*Activity*:
Check each line below for the word "stderr". How many have it? Answer with the number only.

*Task material*:
────────

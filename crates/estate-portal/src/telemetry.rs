use crate::config::{LogFormat, TelemetryConfig};
use std::fmt;
use tracing_subscriber::filter::ParseError;
use tracing_subscriber::EnvFilter;

#[derive(Debug)]
pub enum TelemetryError {
    EnvFilter { value: String, source: ParseError },
    Subscriber(Box<dyn std::error::Error + Send + Sync>),
}

impl fmt::Display for TelemetryError {
    fn fmt(&self, f: &mut fmt::Formatter<'_>) -> fmt::Result {
        match self {
            TelemetryError::EnvFilter { value, .. } => {
                write!(f, "invalid log filter '{value}' in PORTAL_LOG_LEVEL")
            }
            TelemetryError::Subscriber(err) => write!(f, "tracing subscriber error: {err}"),
        }
    }
}

impl std::error::Error for TelemetryError {
    fn source(&self) -> Option<&(dyn std::error::Error + 'static)> {
        match self {
            TelemetryError::EnvFilter { source, .. } => Some(source),
            TelemetryError::Subscriber(err) => Some(&**err),
        }
    }
}

/// Crates whose events the configured level applies to.
const PORTAL_TARGETS: [&str; 2] = ["estate_portal", "estate_portal_cli"];

/// Filter directive for a configured level. A bare level such as `debug`
/// applies to the portal crates only and leaves dependencies at `warn`; a
/// value that already names targets is used verbatim.
pub fn portal_directive(level: &str) -> String {
    let level = level.trim();
    if level.contains('=') || level.contains(',') {
        return level.to_string();
    }
    let mut directive = String::from("warn");
    for target in PORTAL_TARGETS {
        directive.push_str(&format!(",{target}={level}"));
    }
    directive
}

/// Install the global subscriber on stderr. `RUST_LOG` wins over
/// `PORTAL_LOG_LEVEL`; the environment picks the output format.
pub fn init(config: &TelemetryConfig) -> Result<(), TelemetryError> {
    let env_filter = match EnvFilter::try_from_default_env() {
        Ok(filter) => filter,
        Err(_) => EnvFilter::try_new(portal_directive(&config.log_level)).map_err(|source| {
            TelemetryError::EnvFilter {
                value: config.log_level.clone(),
                source,
            }
        })?,
    };

    let builder = tracing_subscriber::fmt()
        .with_env_filter(env_filter)
        .with_writer(std::io::stderr);

    match config.format {
        LogFormat::Pretty => builder.pretty().try_init(),
        LogFormat::Compact => builder.compact().with_target(false).with_ansi(false).try_init(),
    }
    .map_err(TelemetryError::Subscriber)
}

────────

*Exercise output*:
2